• RAW DATA
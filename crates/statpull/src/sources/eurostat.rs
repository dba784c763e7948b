//! Eurostat dissemination API (JSON-stat).
//!
//! The response carries every dimension's category labels plus a sparse
//! `value` object keyed by the flat position in the label cross-product.
//! Only positions present in `value` become rows.

use serde::Deserialize;
use serde_json::{Map, Value};

use super::persist;
use crate::config::SourceConfig;
use crate::http_client::HttpClient;
use crate::table::{Cell, Table};
use crate::types::{DatasetRequest, StatError, StatResult};

/// Name of the observation column.
pub const VALUE_COLUMN: &str = "Value";

#[derive(Debug, Deserialize)]
struct Response {
    dimension: Map<String, Value>,
    value: Map<String, Value>,
}

#[derive(Debug, Deserialize)]
struct Dimension {
    category: Category,
}

#[derive(Debug, Deserialize)]
struct Category {
    #[serde(default)]
    index: Option<Value>,
    label: Map<String, Value>,
}

impl Category {
    fn label_of(&self, code: &str) -> String {
        match self.label.get(code) {
            Some(Value::String(s)) => s.clone(),
            Some(other) => other.to_string(),
            None => code.to_string(),
        }
    }

    /// Labels in category position order.
    fn ordered_labels(&self) -> StatResult<Vec<String>> {
        match &self.index {
            Some(Value::Object(index)) => {
                let mut positions = Vec::with_capacity(index.len());
                for (code, pos) in index {
                    let pos = pos.as_u64().ok_or_else(|| {
                        StatError::shape(format!("category index for {code} is not an integer"))
                    })?;
                    positions.push((pos, code.as_str()));
                }
                positions.sort();
                Ok(positions.into_iter().map(|(_, c)| self.label_of(c)).collect())
            }
            Some(Value::Array(codes)) => Ok(codes
                .iter()
                .map(|c| match c {
                    Value::String(code) => self.label_of(code),
                    other => other.to_string(),
                })
                .collect()),
            _ => Ok(self.label.keys().map(|code| self.label_of(code)).collect()),
        }
    }
}

/// Row-major decoder for positions in the label cross-product.
struct CrossProduct {
    labels: Vec<Vec<String>>,
    strides: Vec<u64>,
    len: u64,
}

impl CrossProduct {
    fn new(labels: Vec<Vec<String>>) -> StatResult<Self> {
        let mut strides = vec![0u64; labels.len()];
        let mut len = 1u64;
        for (i, dim) in labels.iter().enumerate().rev() {
            strides[i] = len;
            len = len
                .checked_mul(dim.len() as u64)
                .ok_or_else(|| StatError::shape("dimension cross-product overflows"))?;
        }
        Ok(Self {
            labels,
            strides,
            len,
        })
    }

    /// Labels at flat position `n`; the last dimension varies fastest.
    fn row(&self, n: u64) -> Vec<Cell> {
        if n >= self.len {
            return vec![Cell::Null; self.labels.len()];
        }
        self.labels
            .iter()
            .zip(&self.strides)
            .map(|(dim, stride)| {
                let i = (n / stride) % dim.len() as u64;
                Cell::Text(dim[i as usize].clone())
            })
            .collect()
    }
}

/// Reshape a JSON-stat body into one row per value present.
///
/// Columns are the dimension ids in response order followed by `Value`.
pub fn reshape(body: &Value) -> StatResult<Table> {
    let response = Response::deserialize(body)?;

    let mut columns = Vec::with_capacity(response.dimension.len() + 1);
    let mut labels = Vec::with_capacity(response.dimension.len());
    for (id, dim) in &response.dimension {
        let dim = Dimension::deserialize(dim)?;
        columns.push(id.clone());
        labels.push(dim.category.ordered_labels()?);
    }
    columns.push(VALUE_COLUMN.to_string());
    let product = CrossProduct::new(labels)?;

    let mut values = Vec::with_capacity(response.value.len());
    for (key, value) in &response.value {
        let n: u64 = key
            .parse()
            .map_err(|_| StatError::shape(format!("value key {key:?} is not an index")))?;
        values.push((n, Cell::from_json(value)));
    }
    values.sort_by_key(|(n, _)| *n);

    let mut table = Table::new(columns);
    for (n, value) in values {
        let mut row = product.row(n);
        row.push(value);
        table.push_row(row)?;
    }
    Ok(table)
}

/// Eurostat connector.
pub struct Eurostat {
    http: HttpClient,
    config: SourceConfig,
}

impl Eurostat {
    pub fn new(http: HttpClient, config: SourceConfig) -> Self {
        Self { http, config }
    }

    /// Pull `request.dataset`, reshape it and optionally write
    /// `{out_dir}/{dataset}.csv`.
    pub async fn fetch(&self, request: &DatasetRequest) -> StatResult<Table> {
        tracing::info!("pulling data from Eurostat: {}", request.dataset);
        let url = format!("{}{}", self.config.base_url, request.dataset);
        let body = self.http.get_json(&url, &request.params).await?;

        tracing::info!("processing data");
        let table = reshape(&body)?;
        tracing::debug!("{} rows x {} columns", table.len(), table.columns().len());

        if request.write {
            persist(&table, &self.config.output_path(&request.dataset))?;
        }
        Ok(table)
    }
}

• WHAT THE EXERCISE ASKS
Using the material, show each line where the string "rows" can be found.

• RESULT OF THE EXERCISE
//! Only positions present in `value` become rows.
        tracing::debug!("{} rows x {} columns", table.len(), table.columns().len());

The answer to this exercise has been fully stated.